2019 Cork Senior Hurling Championship
- Dates: 26 March 2019 – 20 October 2019
- Teams: 27
- Sponsor: Evening Echo
- Champions: Imokilly (5th title) Séamus Harnedy (captain) Fergal Condon (manager)
- Runners-up: Glen Rovers Brian Moylan (captain) Richie Kelleher (manager)

Tournament statistics
- Matches played: 36
- Goals scored: 78 (2.17 per match)
- Points scored: 1191 (33.08 per match)
- Top scorer(s): Declan Dalton (3-55)

= 2019 Cork Senior Hurling Championship =

Annual hurling competition season

The 2019 Cork Senior Hurling Championship was the 131st staging of the Cork Senior Hurling Championship since its establishment by the Cork County Board in 1887. The draw for the 2019 opening round fixtures took place on 15 January 2019. The championship began on 26 March 2019 and ended on 20 October 2019.

The final was played at Páirc Uí Rinn in Cork, between defending champions Imokilly and Glen Rovers, in what was their first meeting in a final in 70 years. Original venue, Páirc Uí Chaoimh, was deemed unplayable due to an unsatisfactory playing surface. Imokilly won the match by 2–17 to 1–16 to claim their sixth championship title overall and a first three-in-a-row of titles since St. Finbarr's in 1982.
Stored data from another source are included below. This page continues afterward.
use axum::Extension;
use axum::extract::State;
use axum::http::StatusCode;
use axum::response::IntoResponse;

use hololith_core::Tenant;
use hololith_engine::{CreateTenant, TenantMembership};

use super::extract::Json;
use super::AppState;
use super::schemas::ErrorResponse;
use crate::auth::identity::AuthUser;
use crate::error::ServerError;

/// `POST /tenants` -- create a tenant owned by the caller.
#[utoipa::path(
    post,
    path = "/tenants",
    tag = "Tenants",
    summary = "Create tenant",
    security(("bearer" = [])),
    request_body(content = CreateTenant),
    responses(
        (status = 201, description = "Tenant created; the caller is its TENANT_ADMIN", body = Tenant),
        (status = 400, description = "Invalid name", body = ErrorResponse)
    )
)]
pub async fn create_tenant(
    State(state): State<AppState>,
    Extension(user): Extension<AuthUser>,
    Json(body): Json<CreateTenant>,
) -> Result<impl IntoResponse, ServerError> {
    let tenant = state.engine.tenants().create(&user.id, &body).await?;
    Ok((StatusCode::CREATED, Json(tenant)))
}

/// `GET /tenants/mine` -- tenants the caller belongs to.
#[utoipa::path(
    get,
    path = "/tenants/mine",
    tag = "Tenants",
    summary = "My tenants",
    security(("bearer" = [])),
    responses(
        (status = 200, description = "Memberships with their tenants", body = Vec<TenantMembership>)
    )
)]
pub async fn my_tenants(
    State(state): State<AppState>,
    Extension(user): Extension<AuthUser>,
) -> Result<Json<Vec<TenantMembership>>, ServerError> {
    Ok(Json(state.engine.tenants().list_mine(&user.id).await?))
}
Imokilly's Declan Dalton was the championship's top scorer with 3-55.

==Team changes==
===To Championship===

Promoted from the Cork Premier Intermediate Hurling Championship
- Charleville

==Championship statistics==
===Scoring===

- Top scorers overall

| Rank | Player | Club | Tally | Total | Matches | Average |
| 1 | Declan Dalton | Imokilly | 3-55 | 64 | 6 | 10.66 |
| 2 | Patrick Horgan | Glen Rovers | 0-46 | 46 | 5 | 9.20 |
| 3 | Jamie Coughlan | Newtownshandrum | 4-29 | 41 | 4 | 10.25 |
| 4 | Conor Lehane | Midleton | 2-34 | 40 | 3 | 13.33 |
| 5 | Liam Gosnell | Carrigtwohill | 0-37 | 37 | 5 | 7.40 |
| 6 | Darragh Fitzgibbon | Charleville | 0-30 | 30 | 2 | 15.00 |
| 7 | Eoghan Murphy | Erin's Own | 2-22 | 28 | 3 | 9.33 |
| 8 | Barry Johnson | Bride Rovers | 4-15 | 27 | 2 | 13.50 |
| Eoghan Finn | St. Finbarr's | 1-24 | 27 | 4 | 6.75 |
| 9 | Pa Cronin | Bishopstown | 1-22 | 25 | 3 | 8.33 |
| Conor Cahalane | St. Finbarr's | 1-22 | 25 | 4 | 6.25 |

- Top scorers in a single game

| Rank | Player | Club | Tally | Total | Opposition |
| 1 | Barry Johnson | Bride Rovers | 3-09 | 18 | Ballyhea |
| 2 | Conor Lehane | Midleton | 1-13 | 16 | Ballymartle |
| Eoghan Murphy | Erin's Own | 1-13 | 16 | Charleville |
| Darragh Fitzgibbon | Charleville | 0-16 | 16 | Glen Rovers |
| 3 | Declan Dalton | Imokilly | 0-15 | 15 | Midleton |
| 4 | Darragh Fitzgibbon | Charleville | 0-14 | 14 | Erin's Own |
| 5 | Conor Lehane | Midleton | 1-10 | 13 | Imokilly |
| Declan Dalton | Imokilly | 1-10 | 13 | Sarsfields |
| Jamie Coughlan | Newtownshandrum | 0-13 | 13 | Blackrock |
| Conor Cahalane | St. Finbarr's | 0-13 | 13 | Imokilly |

===Miscellaneous===

- Charleville return to the senior grade for the first time since 1952.
- St. Finbarr's qualified for the semi-finals of the championship for the first time since 2009.
- On 21 September 2019, Patrick Horgan became the first player to score more than 500 points in the history of the championship.
- Imokilly became the first team since St. Finbarr's in 1982 to win three successive championships.